→ Problem statement
In the listing below, look for "Span" and copy every line that has it.

[Start of section]

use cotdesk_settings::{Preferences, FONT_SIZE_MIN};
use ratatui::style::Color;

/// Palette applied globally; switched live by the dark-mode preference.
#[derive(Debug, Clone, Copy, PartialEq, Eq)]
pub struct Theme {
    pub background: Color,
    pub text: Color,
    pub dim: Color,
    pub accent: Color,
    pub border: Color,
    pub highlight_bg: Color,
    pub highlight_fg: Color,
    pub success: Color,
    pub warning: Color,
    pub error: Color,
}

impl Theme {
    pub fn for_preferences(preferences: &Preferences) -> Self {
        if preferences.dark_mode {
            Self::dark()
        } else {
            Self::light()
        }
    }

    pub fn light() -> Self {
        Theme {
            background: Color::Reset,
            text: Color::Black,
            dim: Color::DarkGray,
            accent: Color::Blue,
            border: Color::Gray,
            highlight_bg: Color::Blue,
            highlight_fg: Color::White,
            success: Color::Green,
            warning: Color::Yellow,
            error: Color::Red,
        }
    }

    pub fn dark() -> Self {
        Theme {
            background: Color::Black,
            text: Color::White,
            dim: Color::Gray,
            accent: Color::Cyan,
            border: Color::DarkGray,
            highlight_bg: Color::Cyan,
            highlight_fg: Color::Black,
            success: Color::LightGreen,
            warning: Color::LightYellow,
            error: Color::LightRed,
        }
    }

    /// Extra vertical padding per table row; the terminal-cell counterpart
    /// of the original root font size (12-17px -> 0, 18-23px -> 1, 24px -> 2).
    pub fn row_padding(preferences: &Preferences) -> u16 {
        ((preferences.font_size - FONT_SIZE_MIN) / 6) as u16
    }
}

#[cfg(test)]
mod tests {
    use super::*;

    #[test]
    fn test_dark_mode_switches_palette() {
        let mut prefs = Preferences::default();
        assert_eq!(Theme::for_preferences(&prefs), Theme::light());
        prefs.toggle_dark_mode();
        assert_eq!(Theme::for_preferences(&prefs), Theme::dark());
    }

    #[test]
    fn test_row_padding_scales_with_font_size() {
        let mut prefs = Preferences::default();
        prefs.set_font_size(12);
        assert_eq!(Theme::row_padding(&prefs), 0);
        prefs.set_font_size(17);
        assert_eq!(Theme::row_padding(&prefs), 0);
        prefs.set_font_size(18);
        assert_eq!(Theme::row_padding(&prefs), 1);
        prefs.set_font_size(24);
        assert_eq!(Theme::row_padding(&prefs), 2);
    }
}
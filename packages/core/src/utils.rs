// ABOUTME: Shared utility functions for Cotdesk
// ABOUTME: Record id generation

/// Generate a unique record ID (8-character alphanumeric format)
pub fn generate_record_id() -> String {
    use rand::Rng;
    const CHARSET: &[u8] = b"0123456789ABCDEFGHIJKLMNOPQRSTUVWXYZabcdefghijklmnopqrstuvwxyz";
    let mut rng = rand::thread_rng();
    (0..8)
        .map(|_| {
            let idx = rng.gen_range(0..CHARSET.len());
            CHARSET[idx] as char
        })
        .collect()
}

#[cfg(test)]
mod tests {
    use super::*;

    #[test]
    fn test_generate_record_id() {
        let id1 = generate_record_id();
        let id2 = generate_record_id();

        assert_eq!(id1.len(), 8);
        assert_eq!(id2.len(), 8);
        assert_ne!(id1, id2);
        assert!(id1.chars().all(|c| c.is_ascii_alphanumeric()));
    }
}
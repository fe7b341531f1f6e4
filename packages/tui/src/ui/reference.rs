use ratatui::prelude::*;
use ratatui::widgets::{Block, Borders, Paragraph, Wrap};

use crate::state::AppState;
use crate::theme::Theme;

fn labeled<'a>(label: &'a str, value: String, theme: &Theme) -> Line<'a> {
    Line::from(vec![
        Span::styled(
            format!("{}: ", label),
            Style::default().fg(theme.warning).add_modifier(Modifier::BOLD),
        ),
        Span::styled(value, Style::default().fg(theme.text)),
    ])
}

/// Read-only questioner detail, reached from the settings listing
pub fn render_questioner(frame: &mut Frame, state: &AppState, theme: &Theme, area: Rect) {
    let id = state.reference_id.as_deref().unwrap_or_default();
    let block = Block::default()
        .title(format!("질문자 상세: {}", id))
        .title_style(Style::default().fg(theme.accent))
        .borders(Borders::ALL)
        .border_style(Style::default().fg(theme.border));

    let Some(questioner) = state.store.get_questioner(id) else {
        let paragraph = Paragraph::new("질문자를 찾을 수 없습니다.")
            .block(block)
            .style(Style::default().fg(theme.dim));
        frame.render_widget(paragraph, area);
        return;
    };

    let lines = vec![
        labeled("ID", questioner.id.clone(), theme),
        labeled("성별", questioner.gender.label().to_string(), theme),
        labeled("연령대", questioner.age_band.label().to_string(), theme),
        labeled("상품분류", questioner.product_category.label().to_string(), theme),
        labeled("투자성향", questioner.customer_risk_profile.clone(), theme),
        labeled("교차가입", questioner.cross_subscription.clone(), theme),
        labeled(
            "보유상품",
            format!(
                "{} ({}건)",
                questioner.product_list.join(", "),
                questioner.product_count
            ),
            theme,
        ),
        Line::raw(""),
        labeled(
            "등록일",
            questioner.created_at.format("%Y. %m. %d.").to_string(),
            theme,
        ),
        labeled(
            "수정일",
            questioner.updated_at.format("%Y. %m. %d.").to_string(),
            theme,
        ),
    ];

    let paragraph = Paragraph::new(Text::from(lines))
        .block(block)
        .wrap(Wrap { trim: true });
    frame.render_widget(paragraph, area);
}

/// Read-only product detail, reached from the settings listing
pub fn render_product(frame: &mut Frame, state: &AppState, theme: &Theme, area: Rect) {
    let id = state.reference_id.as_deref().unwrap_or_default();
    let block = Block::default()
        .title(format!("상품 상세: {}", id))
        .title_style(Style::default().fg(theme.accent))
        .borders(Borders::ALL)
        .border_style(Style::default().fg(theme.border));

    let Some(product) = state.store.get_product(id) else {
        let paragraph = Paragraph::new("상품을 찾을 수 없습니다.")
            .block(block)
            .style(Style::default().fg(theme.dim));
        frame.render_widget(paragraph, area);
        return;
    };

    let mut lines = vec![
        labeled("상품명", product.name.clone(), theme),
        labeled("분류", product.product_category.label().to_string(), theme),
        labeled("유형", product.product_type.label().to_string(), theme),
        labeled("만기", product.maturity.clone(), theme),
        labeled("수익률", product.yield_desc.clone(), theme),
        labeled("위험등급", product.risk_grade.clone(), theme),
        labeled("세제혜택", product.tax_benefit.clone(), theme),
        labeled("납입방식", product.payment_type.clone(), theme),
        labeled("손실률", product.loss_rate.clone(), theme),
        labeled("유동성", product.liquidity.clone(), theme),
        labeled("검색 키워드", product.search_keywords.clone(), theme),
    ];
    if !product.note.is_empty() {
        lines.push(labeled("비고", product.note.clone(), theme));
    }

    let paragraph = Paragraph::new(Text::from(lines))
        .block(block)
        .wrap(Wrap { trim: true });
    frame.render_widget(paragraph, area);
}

[End of section]
[Start of section]

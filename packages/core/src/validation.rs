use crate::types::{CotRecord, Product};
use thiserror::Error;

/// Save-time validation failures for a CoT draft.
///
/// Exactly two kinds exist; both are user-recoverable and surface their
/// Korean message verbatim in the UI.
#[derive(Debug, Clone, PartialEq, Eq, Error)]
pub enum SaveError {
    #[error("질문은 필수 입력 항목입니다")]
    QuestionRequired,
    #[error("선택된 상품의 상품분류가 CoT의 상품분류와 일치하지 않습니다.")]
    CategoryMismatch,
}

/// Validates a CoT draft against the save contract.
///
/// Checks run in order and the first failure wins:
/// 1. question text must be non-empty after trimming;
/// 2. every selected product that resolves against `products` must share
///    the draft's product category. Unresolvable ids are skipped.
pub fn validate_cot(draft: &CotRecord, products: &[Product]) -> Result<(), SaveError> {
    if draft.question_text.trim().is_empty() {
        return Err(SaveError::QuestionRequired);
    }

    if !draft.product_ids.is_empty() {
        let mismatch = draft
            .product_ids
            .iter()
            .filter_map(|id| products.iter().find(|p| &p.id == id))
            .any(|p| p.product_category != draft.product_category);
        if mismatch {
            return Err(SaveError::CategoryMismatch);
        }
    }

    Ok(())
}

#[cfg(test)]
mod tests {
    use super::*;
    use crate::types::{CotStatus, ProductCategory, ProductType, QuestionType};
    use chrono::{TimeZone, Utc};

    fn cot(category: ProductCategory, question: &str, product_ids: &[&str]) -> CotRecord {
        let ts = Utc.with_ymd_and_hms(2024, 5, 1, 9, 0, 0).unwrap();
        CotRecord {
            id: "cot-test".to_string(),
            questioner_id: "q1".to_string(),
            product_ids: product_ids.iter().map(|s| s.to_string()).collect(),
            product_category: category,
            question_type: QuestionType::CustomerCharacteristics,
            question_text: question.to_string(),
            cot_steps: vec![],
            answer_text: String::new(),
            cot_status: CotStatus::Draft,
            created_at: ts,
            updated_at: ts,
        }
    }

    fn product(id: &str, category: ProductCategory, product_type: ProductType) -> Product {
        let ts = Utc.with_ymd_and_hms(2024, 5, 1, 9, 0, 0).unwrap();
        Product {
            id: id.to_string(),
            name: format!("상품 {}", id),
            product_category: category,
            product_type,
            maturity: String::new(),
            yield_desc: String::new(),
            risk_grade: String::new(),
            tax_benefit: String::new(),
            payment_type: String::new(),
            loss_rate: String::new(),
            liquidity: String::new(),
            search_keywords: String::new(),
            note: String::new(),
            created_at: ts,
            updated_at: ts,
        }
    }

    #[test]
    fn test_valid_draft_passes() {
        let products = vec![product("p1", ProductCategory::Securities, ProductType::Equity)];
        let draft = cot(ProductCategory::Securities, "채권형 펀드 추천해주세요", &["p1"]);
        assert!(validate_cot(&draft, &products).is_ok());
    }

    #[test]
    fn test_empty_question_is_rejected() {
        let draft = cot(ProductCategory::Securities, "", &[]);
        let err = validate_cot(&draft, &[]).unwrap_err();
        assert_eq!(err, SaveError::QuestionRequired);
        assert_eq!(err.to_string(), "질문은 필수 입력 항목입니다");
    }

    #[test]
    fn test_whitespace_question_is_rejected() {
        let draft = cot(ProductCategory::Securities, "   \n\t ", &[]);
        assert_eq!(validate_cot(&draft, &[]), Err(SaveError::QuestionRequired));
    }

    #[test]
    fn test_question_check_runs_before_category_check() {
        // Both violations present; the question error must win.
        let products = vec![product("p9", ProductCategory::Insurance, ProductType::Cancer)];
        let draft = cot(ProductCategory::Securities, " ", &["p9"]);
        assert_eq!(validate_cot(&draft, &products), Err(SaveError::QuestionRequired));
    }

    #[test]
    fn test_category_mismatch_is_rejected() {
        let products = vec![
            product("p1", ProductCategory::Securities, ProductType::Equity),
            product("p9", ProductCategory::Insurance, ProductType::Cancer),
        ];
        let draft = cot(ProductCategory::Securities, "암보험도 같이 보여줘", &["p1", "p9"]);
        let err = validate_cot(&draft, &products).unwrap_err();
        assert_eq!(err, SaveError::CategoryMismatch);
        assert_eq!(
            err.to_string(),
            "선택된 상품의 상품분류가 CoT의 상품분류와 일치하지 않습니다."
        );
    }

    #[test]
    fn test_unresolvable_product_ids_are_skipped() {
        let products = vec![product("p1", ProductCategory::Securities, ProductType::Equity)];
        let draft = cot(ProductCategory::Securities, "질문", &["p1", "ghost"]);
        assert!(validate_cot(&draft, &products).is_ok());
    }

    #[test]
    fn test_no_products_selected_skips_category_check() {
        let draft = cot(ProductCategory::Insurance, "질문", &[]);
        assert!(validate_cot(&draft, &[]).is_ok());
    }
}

[End of section]

→ Expected answer
        Span::styled(
        Span::styled(value, Style::default().fg(theme.text)),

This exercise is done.